The naming tradition and those people given nicknames and monikers like most things which once came from Chicago's neighborhoods are a thing of the past. Today, you rarely hear someone called Junior, Goose, Buddy, Peggy, Ed the garbage man, Sophie the candy lady, or Stanley the usher. Instead you hear kids named after vampires, political activist, streets surrounding a ballpark, an object, and names which could be either a boy's or girl's name.

The 'culturally diverse' neighborhood of Bucktown on the northwest side I grew up in was like so many others in Chicago, where the sport kids played in the streets and alleys would change with the different seasons, churches and schools were the reason people lived in their neighborhoods, street vendors would offer to sharpen your knives or sell you fresh fruit, and waiting for the air raid sirens to be tested on Tuesday at 10:30 AM would help you set your clocks to the correct time. Neighborhood like mine were a place where the first born male child was named after his father and when many people shared the same first name and their last name couldn't be pronounced, those people were given monikers to go along with their name. And, a nickname would be given to someone when a moniker wouldn't sound right or fit a person, nicknames like: Preacher Man, Little Joe, Big Joe, Fonzie, Bibis, or Croc.

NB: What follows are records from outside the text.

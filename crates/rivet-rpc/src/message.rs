//! The wire envelope: one RPC message, request or response.

/// Direction of an envelope.
#[derive(Clone, Copy, Debug, PartialEq, Eq, Hash, prost::Enumeration)]
#[repr(i32)]
pub enum MessageType {
    /// A call from client to server.
    Request = 0,
    /// The server's answer, correlated by id.
    Response = 1,
    /// Standalone error report (folded into Response + error in practice).
    Error = 2,
}

impl MessageType {
    /// Decodes a wire value, treating unknown values as `Request`.
    pub fn from_wire(value: i32) -> MessageType {
        match value {
            1 => MessageType::Response,
            2 => MessageType::Error,
            _ => MessageType::Request,
        }
    }
}

/// Dispatch outcome carried in a response envelope.
#[derive(Clone, Copy, Debug, PartialEq, Eq, Hash, prost::Enumeration)]
#[repr(i32)]
pub enum ErrorCode {
    /// Call dispatched and answered normally.
    NoError = 0,
    /// The peer's payload did not decode as the expected message.
    WrongProto = 1,
    /// No service registered under the requested name.
    NoService = 2,
    /// The service does not expose the requested method.
    NoMethod = 3,
    /// The request payload did not decode.
    InvalidRequest = 4,
}

impl ErrorCode {
    /// Decodes a wire value, treating unknown values as `NoError`.
    pub fn from_wire(value: i32) -> ErrorCode {
        match value {
            1 => ErrorCode::WrongProto,
            2 => ErrorCode::NoService,
            3 => ErrorCode::NoMethod,
            4 => ErrorCode::InvalidRequest,
            _ => ErrorCode::NoError,
        }
    }
}

/// One RPC envelope as carried in the frame payload.
#[derive(Clone, PartialEq, prost::Message)]
pub struct RpcMessage {
    /// Request, Response or Error.
    #[prost(enumeration = "MessageType", tag = "1")]
    pub kind: i32,
    /// Correlation id, strictly monotonic per channel.
    #[prost(int64, tag = "2")]
    pub id: i64,
    /// Fully-qualified service name (requests only).
    #[prost(string, tag = "3")]
    pub service: String,
    /// Method name within the service (requests only).
    #[prost(string, tag = "4")]
    pub method: String,
    /// Serialized request payload.
    #[prost(bytes = "vec", tag = "5")]
    pub request: Vec<u8>,
    /// Serialized response payload.
    #[prost(bytes = "vec", tag = "6")]
    pub response: Vec<u8>,
    /// Dispatch outcome (responses only).
    #[prost(enumeration = "ErrorCode", tag = "7")]
    pub error: i32,
}

impl RpcMessage {
    /// Builds a request envelope.
    pub fn request(id: i64, service: &str, method: &str, payload: Vec<u8>) -> RpcMessage {
        RpcMessage {
            kind: MessageType::Request as i32,
            id,
            service: service.to_string(),
            method: method.to_string(),
            request: payload,
            ..Default::default()
        }
    }

    /// Builds a response envelope carrying `payload`.
    pub fn response(id: i64, payload: Vec<u8>) -> RpcMessage {
        RpcMessage {
            kind: MessageType::Response as i32,
            id,
            response: payload,
            ..Default::default()
        }
    }

    /// Builds a response envelope carrying only an error code.
    pub fn error_response(id: i64, code: ErrorCode) -> RpcMessage {
        RpcMessage {
            kind: MessageType::Response as i32,
            id,
            error: code as i32,
            ..Default::default()
        }
    }

    /// The envelope direction.
    pub fn message_type(&self) -> MessageType {
        MessageType::from_wire(self.kind)
    }

    /// The dispatch outcome.
    pub fn error_code(&self) -> ErrorCode {
        ErrorCode::from_wire(self.error)
    }
}

#[cfg(test)]
mod tests {
    use super::*;
    use prost::Message;

    #[test]
    fn test_envelope_roundtrip() {
        let msg = RpcMessage::request(7, "pkg.Service", "Method", vec![1, 2, 3]);
        let bytes = msg.encode_to_vec();
        let back = RpcMessage::decode(&bytes[..]).unwrap();
        assert_eq!(back, msg);
        assert_eq!(back.message_type(), MessageType::Request);
        assert_eq!(back.error_code(), ErrorCode::NoError);
    }

    #[test]
    fn test_wire_enum_fallbacks() {
        assert_eq!(MessageType::from_wire(42), MessageType::Request);
        assert_eq!(ErrorCode::from_wire(42), ErrorCode::NoError);
        assert_eq!(ErrorCode::from_wire(3), ErrorCode::NoMethod);
    }

    #[test]
    fn test_error_response_shape() {
        let msg = RpcMessage::error_response(9, ErrorCode::NoService);
        assert_eq!(msg.message_type(), MessageType::Response);
        assert_eq!(msg.error_code(), ErrorCode::NoService);
        assert!(msg.response.is_empty());
    }
}
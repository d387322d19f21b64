//! Frame codec: length prefix, tag, protobuf payload, Adler-32 checksum.
//!
//! Encoding appends `tag || payload`, then the checksum over both, then
//! prepends the total length into the buffer's head margin so no copy is
//! needed. Decoding loops over complete frames; a malformed frame stops the
//! loop without consuming anything, leaving the stream for the caller to
//! judge.

use std::sync::Arc;

use adler32::RollingAdler32;
use byteorder::{BigEndian, ByteOrder};
use prost::Message;
use thiserror::Error;
use tracing::error;

use rivet_core::Buffer;
use rivet_net::TcpConnection;

use crate::message::RpcMessage;

/// Length-prefix size.
pub const HEADER_LEN: usize = 4;
/// Frame tag identifying this protocol revision.
pub const TAG: [u8; 4] = *b"RPC0";
/// Checksum trailer size.
pub const CHECKSUM_LEN: usize = 4;
/// Smallest legal `len` value: tag plus checksum around an empty payload.
pub const MIN_MESSAGE_LEN: usize = 4 + CHECKSUM_LEN;
/// Largest legal `len` value.
pub const MAX_MESSAGE_LEN: usize = 64 * 1024 * 1024;

/// Frame decode failures.
#[derive(Clone, Copy, Debug, Error, PartialEq, Eq)]
pub enum CodecError {
    /// The length prefix is outside `[MIN_MESSAGE_LEN, MAX_MESSAGE_LEN]`.
    #[error("frame length {0} out of range")]
    InvalidLength(i32),
    /// The checksum trailer does not match the frame contents.
    #[error("checksum mismatch")]
    CheckSum,
    /// The frame does not start with the expected tag.
    #[error("unknown message tag")]
    UnknownMessageType,
    /// The payload did not decode as an envelope.
    #[error("envelope parse failure")]
    Parse,
}

/// zlib Adler-32 over `data`.
pub fn checksum(data: &[u8]) -> u32 {
    let mut adler = RollingAdler32::new();
    adler.update_buffer(data);
    adler.hash()
}

/// Encodes one envelope into an empty buffer: appends `tag || payload`,
/// appends the checksum, then prepends the total length into the head
/// margin.
pub fn fill_empty_buffer(buf: &mut Buffer, message: &RpcMessage) {
    debug_assert_eq!(buf.readable_bytes(), 0);
    buf.append(&TAG);
    buf.append(&message.encode_to_vec());
    let sum = checksum(buf.peek());
    buf.append_i32(sum as i32);
    let len = buf.readable_bytes() as i32;
    buf.prepend_i32(len);
}

/// Validates and decodes one complete frame body (everything after the
/// length prefix).
pub fn parse(frame: &[u8]) -> Result<RpcMessage, CodecError> {
    if frame.len() < MIN_MESSAGE_LEN {
        return Err(CodecError::InvalidLength(frame.len() as i32));
    }
    let (body, trailer) = frame.split_at(frame.len() - CHECKSUM_LEN);
    let expected = BigEndian::read_i32(trailer) as u32;
    if checksum(body) != expected {
        return Err(CodecError::CheckSum);
    }
    if body[..TAG.len()] != TAG {
        return Err(CodecError::UnknownMessageType);
    }
    RpcMessage::decode(&body[TAG.len()..]).map_err(|_| CodecError::Parse)
}

/// Extracts one envelope from `buf` if a complete, valid frame is present.
///
/// `Ok(None)` means "wait for more bytes". Errors consume nothing: the
/// stream is treated as corrupt from here on.
pub fn decode_one(buf: &mut Buffer) -> Result<Option<RpcMessage>, CodecError> {
    if buf.readable_bytes() < HEADER_LEN + MIN_MESSAGE_LEN {
        return Ok(None);
    }
    let len = buf.peek_i32();
    if len < MIN_MESSAGE_LEN as i32 || len > MAX_MESSAGE_LEN as i32 {
        return Err(CodecError::InvalidLength(len));
    }
    let frame_len = len as usize;
    if buf.readable_bytes() < HEADER_LEN + frame_len {
        return Ok(None);
    }
    let message = parse(&buf.peek()[HEADER_LEN..HEADER_LEN + frame_len])?;
    buf.retrieve(HEADER_LEN + frame_len);
    Ok(Some(message))
}

/// Encodes `message` and queues it on `conn`.
pub fn send_message(conn: &Arc<TcpConnection>, message: &RpcMessage) {
    let mut buf = Buffer::new();
    fill_empty_buffer(&mut buf, message);
    conn.send_buffer(&mut buf);
}

/// Callback receiving each decoded envelope.
pub type RpcMessageCallback = Arc<dyn Fn(&Arc<TcpConnection>, RpcMessage) + Send + Sync>;
/// Callback surfacing frame errors to the embedder.
pub type CodecErrorCallback = Arc<dyn Fn(&Arc<TcpConnection>, CodecError) + Send + Sync>;

/// Stateful end of the codec: owns the dispatch callbacks.
pub struct RpcCodec {
    message_cb: RpcMessageCallback,
    error_cb: Option<CodecErrorCallback>,
}

impl RpcCodec {
    /// Creates a codec delivering envelopes to `message_cb`.
    pub fn new(message_cb: RpcMessageCallback) -> RpcCodec {
        RpcCodec { message_cb, error_cb: None }
    }

    /// Installs a hook observing frame errors (the connection is left open
    /// either way; closing is the embedder's policy call).
    pub fn set_error_callback(&mut self, cb: CodecErrorCallback) {
        self.error_cb = Some(cb);
    }

    /// Encodes and sends one envelope on `conn`.
    pub fn send(&self, conn: &Arc<TcpConnection>, message: &RpcMessage) {
        send_message(conn, message);
    }

    /// Connection message callback: frames envelopes out of `buf` until it
    /// runs dry or turns out to be corrupt.
    pub fn on_message(&self, conn: &Arc<TcpConnection>, buf: &mut Buffer) {
        loop {
            match decode_one(buf) {
                Ok(Some(message)) => (self.message_cb)(conn, message),
                Ok(None) => break,
                Err(e) => {
                    error!("{}: frame error: {}", conn.name(), e);
                    if let Some(cb) = &self.error_cb {
                        cb(conn, e);
                    }
                    break;
                }
            }
        }
    }
}

impl std::fmt::Debug for RpcCodec {
    fn fmt(&self, f: &mut std::fmt::Formatter<'_>) -> std::fmt::Result {
        f.debug_struct("RpcCodec").finish()
    }
}

#[cfg(test)]
mod tests {
    use super::*;
    use crate::message::{ErrorCode, MessageType};

    fn sample_message() -> RpcMessage {
        RpcMessage::request(1, "pkg.Echo", "Echo", b"hello".to_vec())
    }

    fn encode(message: &RpcMessage) -> Vec<u8> {
        let mut buf = Buffer::new();
        fill_empty_buffer(&mut buf, message);
        buf.peek().to_vec()
    }

    #[test]
    fn test_wire_layout() {
        let message = sample_message();
        let wire = encode(&message);

        // First four bytes: big-endian length of everything after them.
        let len = BigEndian::read_i32(&wire[..4]) as usize;
        assert_eq!(len, wire.len() - HEADER_LEN);

        // Tag follows the length.
        assert_eq!(&wire[4..8], b"RPC0");

        // Trailer: Adler-32 over tag || payload.
        let body = &wire[HEADER_LEN..wire.len() - CHECKSUM_LEN];
        let sum = BigEndian::read_i32(&wire[wire.len() - CHECKSUM_LEN..]) as u32;
        assert_eq!(sum, checksum(body));
    }

    #[test]
    fn test_roundtrip() {
        let message = sample_message();
        let mut buf = Buffer::new();
        fill_empty_buffer(&mut buf, &message);
        let decoded = decode_one(&mut buf).unwrap().unwrap();
        assert_eq!(decoded, message);
        assert_eq!(buf.readable_bytes(), 0);
    }

    #[test]
    fn test_empty_payload_roundtrip() {
        let message = RpcMessage::default();
        let mut buf = Buffer::new();
        fill_empty_buffer(&mut buf, &message);
        let decoded = decode_one(&mut buf).unwrap().unwrap();
        assert_eq!(decoded, message);
    }

    #[test]
    fn test_arbitrary_chunking_preserves_frames() {
        let messages: Vec<RpcMessage> = (0..5)
            .map(|i| RpcMessage::request(i, "pkg.Echo", "Echo", vec![i as u8; i as usize * 7]))
            .collect();
        let mut wire = Vec::new();
        for m in &messages {
            wire.extend(encode(m));
        }

        // Feed the concatenation in every chunk size; the decoder must
        // produce exactly the original sequence with no spurious frames.
        for chunk in 1..=17 {
            let mut buf = Buffer::new();
            let mut seen = Vec::new();
            for piece in wire.chunks(chunk) {
                buf.append(piece);
                loop {
                    match decode_one(&mut buf).unwrap() {
                        Some(m) => seen.push(m),
                        None => break,
                    }
                }
            }
            assert_eq!(seen, messages, "chunk size {}", chunk);
        }
    }

    #[test]
    fn test_single_byte_corruption_is_rejected() {
        let message = sample_message();
        let wire = encode(&message);
        // Flip one payload byte (past tag, before checksum).
        for i in 8..wire.len() - CHECKSUM_LEN {
            let mut corrupted = wire.clone();
            corrupted[i] ^= 0x01;
            let mut buf = Buffer::new();
            buf.append(&corrupted);
            let before = buf.readable_bytes();
            assert_eq!(decode_one(&mut buf), Err(CodecError::CheckSum), "byte {}", i);
            // Nothing consumed on error.
            assert_eq!(buf.readable_bytes(), before);
        }
    }

    #[test]
    fn test_bad_tag_detected() {
        let message = sample_message();
        let mut wire = encode(&message);
        // Rewrite the tag and fix the checksum so only the tag is at fault.
        wire[4..8].copy_from_slice(b"RPCX");
        let body_len = wire.len() - HEADER_LEN - CHECKSUM_LEN;
        let sum = checksum(&wire[HEADER_LEN..HEADER_LEN + body_len]);
        let at = wire.len() - CHECKSUM_LEN;
        BigEndian::write_i32(&mut wire[at..], sum as i32);

        let mut buf = Buffer::new();
        buf.append(&wire);
        assert_eq!(decode_one(&mut buf), Err(CodecError::UnknownMessageType));
    }

    #[test]
    fn test_length_out_of_range() {
        let mut buf = Buffer::new();
        buf.append_i32((MAX_MESSAGE_LEN + 1) as i32);
        buf.append(&[0u8; 16]);
        assert!(matches!(decode_one(&mut buf), Err(CodecError::InvalidLength(_))));

        let mut buf = Buffer::new();
        buf.append_i32(3);
        buf.append(&[0u8; 16]);
        assert!(matches!(decode_one(&mut buf), Err(CodecError::InvalidLength(3))));
    }

    #[test]
    fn test_partial_frame_waits() {
        let message = sample_message();
        let wire = encode(&message);
        let mut buf = Buffer::new();
        buf.append(&wire[..wire.len() - 1]);
        assert_eq!(decode_one(&mut buf), Ok(None));
        buf.append(&wire[wire.len() - 1..]);
        let decoded = decode_one(&mut buf).unwrap().unwrap();
        assert_eq!(decoded.message_type(), MessageType::Request);
        assert_eq!(decoded.error_code(), ErrorCode::NoError);
    }
}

While, I can agree with a lot of the changes and new approaches in Chicago's neighborhoods. One, which brought a little charcter and color was the handing out of nicknames and monikers and  I believe this practice is sorely needed by many of Chicago's new residents.  There was some comfort of knowing Art the TV guy could fix my set in time for me to watch the Cubs or let my grandmother watch the vampire in Barnabus Collins on the soap opera Dark Shadows. Or, knowing Billy the paper boy would deliver our Chicago Today in the evening for me to check box scores, my Mom to check her horoscope before she left to work nights, and for my grandfather to read the comics and break out into a 'belly' laugh to allow him to temporarily forget about his chronic arthritis and bad heart.

I love all the nicknames our mayor has gotten from the press (Rahmulus, Rahmster, and Stubby), but, those nicknames seem mean spirited in nature. I would love to hear the new people of Chicago's neighborhoods use their creativity they brag to others about and start giving monikers and nicknames to people again. The monikers and nicknames added some character to my old neighborhood and made Russian Annie, Polack Joe, or Ted the Precinct Captain more' life-like' and helped to lighten things up a bit, something the dull neighborhood's of Chicago are without today.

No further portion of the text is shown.